### Problem
Restate word for word the lines of the entries below, starting with the line that holds "Kinematic movement executor" and ending with the line that holds "на время импульса", and no others.

________________________

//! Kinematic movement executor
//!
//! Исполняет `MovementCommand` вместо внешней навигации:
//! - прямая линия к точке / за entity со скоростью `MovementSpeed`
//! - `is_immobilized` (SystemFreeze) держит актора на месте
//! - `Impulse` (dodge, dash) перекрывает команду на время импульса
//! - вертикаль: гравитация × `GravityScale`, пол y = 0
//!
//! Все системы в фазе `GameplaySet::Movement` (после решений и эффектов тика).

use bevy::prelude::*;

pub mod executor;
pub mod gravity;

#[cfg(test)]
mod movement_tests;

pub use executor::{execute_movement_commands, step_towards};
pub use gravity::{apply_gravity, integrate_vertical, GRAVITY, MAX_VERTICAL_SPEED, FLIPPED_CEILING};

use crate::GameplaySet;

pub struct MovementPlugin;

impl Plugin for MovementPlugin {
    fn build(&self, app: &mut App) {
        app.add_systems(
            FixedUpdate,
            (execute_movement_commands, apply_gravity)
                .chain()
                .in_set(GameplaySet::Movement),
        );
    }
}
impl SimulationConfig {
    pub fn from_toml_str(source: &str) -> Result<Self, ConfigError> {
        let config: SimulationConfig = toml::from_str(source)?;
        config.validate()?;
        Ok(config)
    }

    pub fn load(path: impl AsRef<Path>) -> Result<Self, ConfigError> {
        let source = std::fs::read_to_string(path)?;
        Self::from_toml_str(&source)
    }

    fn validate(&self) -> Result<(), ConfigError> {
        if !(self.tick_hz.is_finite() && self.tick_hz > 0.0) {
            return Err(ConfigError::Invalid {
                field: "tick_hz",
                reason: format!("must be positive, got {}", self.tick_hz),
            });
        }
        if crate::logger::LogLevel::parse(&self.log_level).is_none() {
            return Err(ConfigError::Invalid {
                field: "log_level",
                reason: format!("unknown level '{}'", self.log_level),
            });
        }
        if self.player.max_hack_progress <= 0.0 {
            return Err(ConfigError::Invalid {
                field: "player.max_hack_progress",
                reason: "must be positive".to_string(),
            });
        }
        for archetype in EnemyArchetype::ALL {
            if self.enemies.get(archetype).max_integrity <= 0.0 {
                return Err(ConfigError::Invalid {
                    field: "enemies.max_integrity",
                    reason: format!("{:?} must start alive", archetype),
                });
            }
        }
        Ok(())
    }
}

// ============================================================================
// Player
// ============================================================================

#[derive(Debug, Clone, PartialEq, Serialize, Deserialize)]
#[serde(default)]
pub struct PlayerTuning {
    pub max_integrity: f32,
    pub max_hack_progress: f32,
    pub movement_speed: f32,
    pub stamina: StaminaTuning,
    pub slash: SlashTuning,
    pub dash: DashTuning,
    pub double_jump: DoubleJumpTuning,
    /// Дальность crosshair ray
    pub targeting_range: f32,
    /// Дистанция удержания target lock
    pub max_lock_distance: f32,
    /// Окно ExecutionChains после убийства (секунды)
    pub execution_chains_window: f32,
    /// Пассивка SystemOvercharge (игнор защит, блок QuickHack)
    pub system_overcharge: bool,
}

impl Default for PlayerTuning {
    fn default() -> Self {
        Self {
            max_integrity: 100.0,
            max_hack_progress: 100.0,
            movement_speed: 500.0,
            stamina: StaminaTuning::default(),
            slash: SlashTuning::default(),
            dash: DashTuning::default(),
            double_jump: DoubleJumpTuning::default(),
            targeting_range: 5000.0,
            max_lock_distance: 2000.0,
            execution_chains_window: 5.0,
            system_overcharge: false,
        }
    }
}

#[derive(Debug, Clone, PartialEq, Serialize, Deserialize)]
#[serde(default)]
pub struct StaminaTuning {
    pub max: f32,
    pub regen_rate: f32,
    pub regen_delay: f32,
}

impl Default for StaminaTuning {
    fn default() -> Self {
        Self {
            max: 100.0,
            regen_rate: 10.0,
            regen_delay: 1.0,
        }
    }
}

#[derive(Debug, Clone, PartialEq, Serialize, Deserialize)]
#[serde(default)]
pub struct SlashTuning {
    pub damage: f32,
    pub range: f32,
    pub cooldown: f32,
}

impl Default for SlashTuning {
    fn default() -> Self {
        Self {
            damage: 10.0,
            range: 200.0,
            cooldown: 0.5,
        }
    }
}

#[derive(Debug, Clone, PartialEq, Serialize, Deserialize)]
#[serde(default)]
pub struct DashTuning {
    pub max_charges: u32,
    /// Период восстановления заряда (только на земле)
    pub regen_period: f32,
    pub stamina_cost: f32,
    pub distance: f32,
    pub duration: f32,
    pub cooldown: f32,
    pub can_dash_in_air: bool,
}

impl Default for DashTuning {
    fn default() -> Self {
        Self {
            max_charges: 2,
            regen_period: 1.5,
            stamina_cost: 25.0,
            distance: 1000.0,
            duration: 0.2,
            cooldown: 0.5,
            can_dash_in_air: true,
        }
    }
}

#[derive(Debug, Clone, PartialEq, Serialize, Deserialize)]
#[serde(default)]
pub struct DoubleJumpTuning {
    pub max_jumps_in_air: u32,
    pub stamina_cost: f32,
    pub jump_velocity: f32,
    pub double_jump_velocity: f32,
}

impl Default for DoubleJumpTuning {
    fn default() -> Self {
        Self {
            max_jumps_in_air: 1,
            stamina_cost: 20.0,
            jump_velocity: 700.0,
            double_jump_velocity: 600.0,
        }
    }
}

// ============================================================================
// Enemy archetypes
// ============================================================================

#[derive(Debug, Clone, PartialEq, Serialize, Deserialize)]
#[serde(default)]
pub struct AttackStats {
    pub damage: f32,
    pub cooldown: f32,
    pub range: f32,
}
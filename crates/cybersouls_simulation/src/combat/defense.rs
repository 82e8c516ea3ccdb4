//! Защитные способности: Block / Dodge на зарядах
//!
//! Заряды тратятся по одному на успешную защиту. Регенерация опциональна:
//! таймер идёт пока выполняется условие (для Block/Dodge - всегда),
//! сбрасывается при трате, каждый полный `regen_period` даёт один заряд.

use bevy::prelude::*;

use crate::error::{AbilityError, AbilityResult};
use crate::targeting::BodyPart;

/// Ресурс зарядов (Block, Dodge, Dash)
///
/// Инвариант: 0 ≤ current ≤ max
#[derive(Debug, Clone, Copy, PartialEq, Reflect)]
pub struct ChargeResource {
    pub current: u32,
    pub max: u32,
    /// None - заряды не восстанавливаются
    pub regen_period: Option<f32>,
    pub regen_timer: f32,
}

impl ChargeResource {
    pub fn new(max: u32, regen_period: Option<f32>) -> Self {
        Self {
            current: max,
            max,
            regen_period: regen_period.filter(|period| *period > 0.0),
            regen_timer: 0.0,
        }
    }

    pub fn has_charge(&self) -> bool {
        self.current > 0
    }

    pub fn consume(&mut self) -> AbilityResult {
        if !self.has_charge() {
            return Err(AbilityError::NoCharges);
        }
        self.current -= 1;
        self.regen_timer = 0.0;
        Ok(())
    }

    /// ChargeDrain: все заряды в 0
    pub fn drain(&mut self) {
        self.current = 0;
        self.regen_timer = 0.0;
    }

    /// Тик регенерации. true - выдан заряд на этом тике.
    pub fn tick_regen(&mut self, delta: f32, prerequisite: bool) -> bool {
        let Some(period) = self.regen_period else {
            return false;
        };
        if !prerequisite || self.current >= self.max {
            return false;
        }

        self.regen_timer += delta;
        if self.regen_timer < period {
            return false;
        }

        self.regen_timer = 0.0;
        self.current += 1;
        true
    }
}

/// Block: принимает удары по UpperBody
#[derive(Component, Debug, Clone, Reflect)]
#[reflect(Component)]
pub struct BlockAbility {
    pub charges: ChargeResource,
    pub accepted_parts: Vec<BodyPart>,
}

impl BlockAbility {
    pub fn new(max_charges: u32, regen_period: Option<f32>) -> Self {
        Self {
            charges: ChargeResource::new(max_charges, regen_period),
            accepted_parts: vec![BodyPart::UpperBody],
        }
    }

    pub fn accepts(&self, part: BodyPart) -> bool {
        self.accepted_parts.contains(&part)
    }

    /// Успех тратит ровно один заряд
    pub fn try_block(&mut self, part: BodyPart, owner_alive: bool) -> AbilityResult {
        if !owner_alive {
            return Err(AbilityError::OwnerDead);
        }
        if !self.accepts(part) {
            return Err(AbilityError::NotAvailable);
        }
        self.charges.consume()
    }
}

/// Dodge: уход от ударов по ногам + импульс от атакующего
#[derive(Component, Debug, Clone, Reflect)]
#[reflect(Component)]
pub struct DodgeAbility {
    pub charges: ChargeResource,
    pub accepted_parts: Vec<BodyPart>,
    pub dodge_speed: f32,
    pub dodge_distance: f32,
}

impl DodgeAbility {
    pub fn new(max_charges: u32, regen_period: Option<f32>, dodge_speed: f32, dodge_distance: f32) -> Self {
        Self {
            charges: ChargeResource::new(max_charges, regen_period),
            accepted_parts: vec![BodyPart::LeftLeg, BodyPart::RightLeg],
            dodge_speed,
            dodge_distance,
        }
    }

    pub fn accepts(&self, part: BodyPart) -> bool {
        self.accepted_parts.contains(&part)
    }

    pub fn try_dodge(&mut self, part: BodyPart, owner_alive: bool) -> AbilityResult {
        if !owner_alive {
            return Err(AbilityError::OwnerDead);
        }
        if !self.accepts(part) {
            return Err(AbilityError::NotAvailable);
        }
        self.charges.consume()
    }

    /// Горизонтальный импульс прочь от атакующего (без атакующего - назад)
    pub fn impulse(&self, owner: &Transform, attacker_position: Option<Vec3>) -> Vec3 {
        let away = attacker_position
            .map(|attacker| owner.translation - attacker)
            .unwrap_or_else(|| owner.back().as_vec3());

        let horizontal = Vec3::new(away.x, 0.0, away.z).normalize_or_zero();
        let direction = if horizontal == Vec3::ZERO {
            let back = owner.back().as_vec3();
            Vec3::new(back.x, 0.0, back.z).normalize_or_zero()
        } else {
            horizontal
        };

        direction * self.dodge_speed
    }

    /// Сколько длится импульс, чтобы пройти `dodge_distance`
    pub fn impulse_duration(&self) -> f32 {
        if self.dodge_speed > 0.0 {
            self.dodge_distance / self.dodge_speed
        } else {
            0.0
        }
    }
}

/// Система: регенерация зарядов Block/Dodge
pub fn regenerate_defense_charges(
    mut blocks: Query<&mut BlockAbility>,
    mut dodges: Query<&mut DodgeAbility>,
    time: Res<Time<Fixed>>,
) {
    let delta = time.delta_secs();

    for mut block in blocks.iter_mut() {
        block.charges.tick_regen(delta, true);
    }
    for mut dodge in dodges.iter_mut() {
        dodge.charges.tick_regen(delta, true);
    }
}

________________________

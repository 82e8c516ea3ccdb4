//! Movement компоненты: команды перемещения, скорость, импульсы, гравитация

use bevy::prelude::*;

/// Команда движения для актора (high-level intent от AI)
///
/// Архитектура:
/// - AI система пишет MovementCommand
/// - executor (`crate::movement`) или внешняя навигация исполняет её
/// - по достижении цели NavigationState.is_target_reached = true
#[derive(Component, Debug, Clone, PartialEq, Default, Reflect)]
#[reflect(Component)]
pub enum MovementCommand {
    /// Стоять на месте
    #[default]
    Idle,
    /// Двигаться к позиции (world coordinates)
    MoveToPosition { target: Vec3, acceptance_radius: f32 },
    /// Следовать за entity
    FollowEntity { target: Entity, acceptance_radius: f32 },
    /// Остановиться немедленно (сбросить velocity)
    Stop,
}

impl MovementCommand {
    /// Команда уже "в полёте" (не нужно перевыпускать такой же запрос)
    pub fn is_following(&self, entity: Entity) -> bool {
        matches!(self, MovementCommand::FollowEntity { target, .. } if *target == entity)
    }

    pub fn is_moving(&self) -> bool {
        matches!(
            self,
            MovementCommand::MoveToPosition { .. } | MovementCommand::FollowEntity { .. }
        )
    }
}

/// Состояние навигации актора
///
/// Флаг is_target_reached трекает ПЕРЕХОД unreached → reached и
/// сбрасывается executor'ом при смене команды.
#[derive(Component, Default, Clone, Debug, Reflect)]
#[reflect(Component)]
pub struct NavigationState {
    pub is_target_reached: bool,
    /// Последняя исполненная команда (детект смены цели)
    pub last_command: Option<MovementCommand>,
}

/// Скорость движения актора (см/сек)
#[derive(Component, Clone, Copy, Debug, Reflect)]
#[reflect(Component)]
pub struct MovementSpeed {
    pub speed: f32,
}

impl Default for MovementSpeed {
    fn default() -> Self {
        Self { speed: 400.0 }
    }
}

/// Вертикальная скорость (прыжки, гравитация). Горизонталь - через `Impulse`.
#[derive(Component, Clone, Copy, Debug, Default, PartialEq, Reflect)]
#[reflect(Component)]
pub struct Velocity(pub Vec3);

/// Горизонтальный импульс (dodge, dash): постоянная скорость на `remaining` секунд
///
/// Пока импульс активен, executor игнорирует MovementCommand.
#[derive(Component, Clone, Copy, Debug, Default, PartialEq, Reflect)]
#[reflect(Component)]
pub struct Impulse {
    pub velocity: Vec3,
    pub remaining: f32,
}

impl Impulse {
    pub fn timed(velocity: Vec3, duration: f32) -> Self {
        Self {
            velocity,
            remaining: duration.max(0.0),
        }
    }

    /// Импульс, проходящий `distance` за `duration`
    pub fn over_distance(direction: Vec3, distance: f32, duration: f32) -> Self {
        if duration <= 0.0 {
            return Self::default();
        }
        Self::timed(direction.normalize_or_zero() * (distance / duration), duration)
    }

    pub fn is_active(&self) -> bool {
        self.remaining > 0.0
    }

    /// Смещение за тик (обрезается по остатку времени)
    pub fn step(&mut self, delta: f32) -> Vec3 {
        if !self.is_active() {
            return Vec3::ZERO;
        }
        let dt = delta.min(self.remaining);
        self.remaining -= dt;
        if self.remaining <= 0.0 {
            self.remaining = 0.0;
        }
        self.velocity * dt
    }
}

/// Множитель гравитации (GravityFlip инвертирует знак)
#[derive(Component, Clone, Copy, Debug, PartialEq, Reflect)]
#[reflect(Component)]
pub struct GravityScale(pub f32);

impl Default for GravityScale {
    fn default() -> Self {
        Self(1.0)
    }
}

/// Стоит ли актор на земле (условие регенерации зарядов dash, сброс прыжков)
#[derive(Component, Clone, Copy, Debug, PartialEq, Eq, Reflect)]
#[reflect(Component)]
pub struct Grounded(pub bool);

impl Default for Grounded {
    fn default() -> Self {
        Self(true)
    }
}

________________________

### Answer box
//! Kinematic movement executor
//!
//! Исполняет `MovementCommand` вместо внешней навигации:
//! - прямая линия к точке / за entity со скоростью `MovementSpeed`
//! - `is_immobilized` (SystemFreeze) держит актора на месте
//! - `Impulse` (dodge, dash) перекрывает команду на время импульса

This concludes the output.